The Time I Got Mimed

Have you ever been mimed?
I have, and let me tell  you,
when it happened I didn’t have a good time.

We were in Rhode Island, a little town named
Misquamicut, a weird-sounding name, but I kid you nut.

 

There were five of us, young and full of  booze
out to hear a band called “Roomful of Blues.”

We got our beers and were standing around as guys will do,
checking out the scene by which I mean the women,  too.

An artsy type, in beret and whiteface decided to
come over and invade our space;
not that it was anything much to speak  of;
still, it didn’t need someone to be the freak of.

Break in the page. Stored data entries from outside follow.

//! Entry splitting and fragment recombination tests for retainer-billing.

mod common;

use common::{date, TestApp, TEST_COMPANY_ID, TEST_PROJECT_ID, TEST_USER_ID};
use retainer_billing::models::NewTimeRecord;
use retainer_billing::BillingError;

#[tokio::test]
async fn split_point_must_fall_inside_the_record() {
    let app = TestApp::spawn().await;
    let record = app.log(date(2024, 1, 4), 90, "pairing").await;

    for split_at in [0, -5, 90, 120] {
        let err = app
            .orchestrator
            .split_entry(record.id, split_at)
            .await
            .unwrap_err();
        assert!(
            matches!(err, BillingError::InvalidSplitPoint { record_id, minutes_worked: 90, .. } if record_id == record.id),
            "split at {} should be rejected",
            split_at
        );
    }
    assert_eq!(app.records().await.len(), 1);
}

#[tokio::test]
async fn split_conserves_minutes_and_leaves_overflow_unlinked() {
    let app = TestApp::spawn().await;
    let record = app.log(date(2024, 1, 4), 90, "pairing").await;

    let (primary, overflow) = app.orchestrator.split_entry(record.id, 35).await.unwrap();

    assert_eq!(primary.id, record.id);
    assert_eq!(primary.minutes_worked, 35);
    assert_eq!(overflow.minutes_worked, 55);
    assert!(!overflow.is_linked());
    assert_eq!(overflow.merge_key(), record.merge_key());
    assert_eq!(app.total_minutes().await, 90);
}

#[tokio::test]
async fn missing_record_cannot_be_split() {
    let app = TestApp::spawn().await;
    let err = app.orchestrator.split_entry(424_242, 10).await.unwrap_err();
    assert!(matches!(err, BillingError::NotFound(_)));
}

#[tokio::test]
async fn unlinked_fragments_merge_into_lowest_id() {
    let app = TestApp::spawn().await;
    let record = app.log(date(2024, 1, 4), 120, "pairing").await;
    let (_, overflow) = app.orchestrator.split_entry(record.id, 30).await.unwrap();
    app.orchestrator.split_entry(overflow.id, 45).await.unwrap();
    assert_eq!(app.records().await.len(), 3);

    let eliminated = app
        .orchestrator
        .recombine_unlinked_fragments(common::TEST_COMPANY_ID)
        .await
        .unwrap();

    assert_eq!(eliminated, 2);
    let records = app.records().await;
    assert_eq!(records.len(), 1);
    assert_eq!(records[0].id, record.id);
    assert_eq!(records[0].minutes_worked, 120);
}

#[tokio::test]
async fn group_with_a_linked_sibling_is_left_alone() {
    let app = TestApp::spawn().await;
    let record = app.log(date(2024, 1, 4), 120, "pairing").await;
    app.generate_month(2024, 1).await;

    // The primary stays linked; both overflow pieces are unlinked.
    let (_, overflow) = app.orchestrator.split_entry(record.id, 60).await.unwrap();
    app.orchestrator.split_entry(overflow.id, 30).await.unwrap();

    let eliminated = app
        .orchestrator
        .recombine_unlinked_fragments(common::TEST_COMPANY_ID)
        .await
        .unwrap();

    assert_eq!(eliminated, 0);
    assert_eq!(app.records().await.len(), 3);
    assert_eq!(app.total_minutes().await, 120);
}

#[tokio::test]
async fn distinct_work_items_are_not_merged() {
    let app = TestApp::spawn().await;
    app.log(date(2024, 1, 4), 60, "pairing").await;
    app.log(date(2024, 1, 4), 60, "code review").await;
    app.log(date(2024, 1, 5), 60, "pairing").await;

    let eliminated = app
        .orchestrator
        .recombine_unlinked_fragments(common::TEST_COMPANY_ID)
        .await
        .unwrap();

    assert_eq!(eliminated, 0);
    assert_eq!(app.records().await.len(), 3);
}

#[tokio::test]
async fn identical_unlinked_entries_are_consolidated() {
    let app = TestApp::spawn().await;
    let first = app.log(date(2024, 1, 4), 25, "standup").await;
    app.log(date(2024, 1, 4), 20, "standup").await;

    let eliminated = app
        .orchestrator
        .recombine_unlinked_fragments(common::TEST_COMPANY_ID)
        .await
        .unwrap();

    assert_eq!(eliminated, 1);
    let records = app.records().await;
    assert_eq!(records.len(), 1);
    assert_eq!(records[0].id, first.id);
    assert_eq!(records[0].minutes_worked, 45);
}

#[tokio::test]
async fn billable_and_non_billable_entries_are_not_merged() {
    let app = TestApp::spawn().await;
    let billable = app.log(date(2024, 1, 4), 30, "standup").await;
    app.store
        .insert_record(NewTimeRecord {
            company_id: TEST_COMPANY_ID,
            project_id: TEST_PROJECT_ID,
            task_id: None,
            user_id: TEST_USER_ID,
            description: "standup".to_string(),
            job_type: Some("development".to_string()),
            minutes_worked: 15,
            date_worked: date(2024, 1, 4),
            is_billable: false,
            linked_line_id: None,
        })
        .await;

    let eliminated = app
        .orchestrator
        .recombine_unlinked_fragments(TEST_COMPANY_ID)
        .await
        .unwrap();

    assert_eq!(eliminated, 0);
    let records = app.records().await;
    assert_eq!(records.len(), 2);
    let kept = records.iter().find(|record| record.id == billable.id).unwrap();
    assert_eq!(kept.minutes_worked, 30);
    assert!(kept.is_billable);
}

He stood there and stared, quite the gawker.
I tried  to ignore him—I wanted to hear T-Bone Walker.
But every time I shifted,  yawned or scratched
he’d reflect it back at me, as if we were  matched.

I’m glad I saw him, I might have dug in my ear or
played pocket pool in my groin. That would have
been embarrassing, having  to pretend I was looking for a coin.

It was as if I was looking in a mirror;
If I took a  sip, he’d drink an imaginary beer.
If I tapped my foot, he would also do  so.
It’s annoying to have your own Marcel Marceau.

We had him outnumbered, we could have jumped  him.
Still, there’s something about mimes; it seemed unfair to thump  him.

Eventually the guy got bored and decided to go  away,
an effect I have on people to this very day.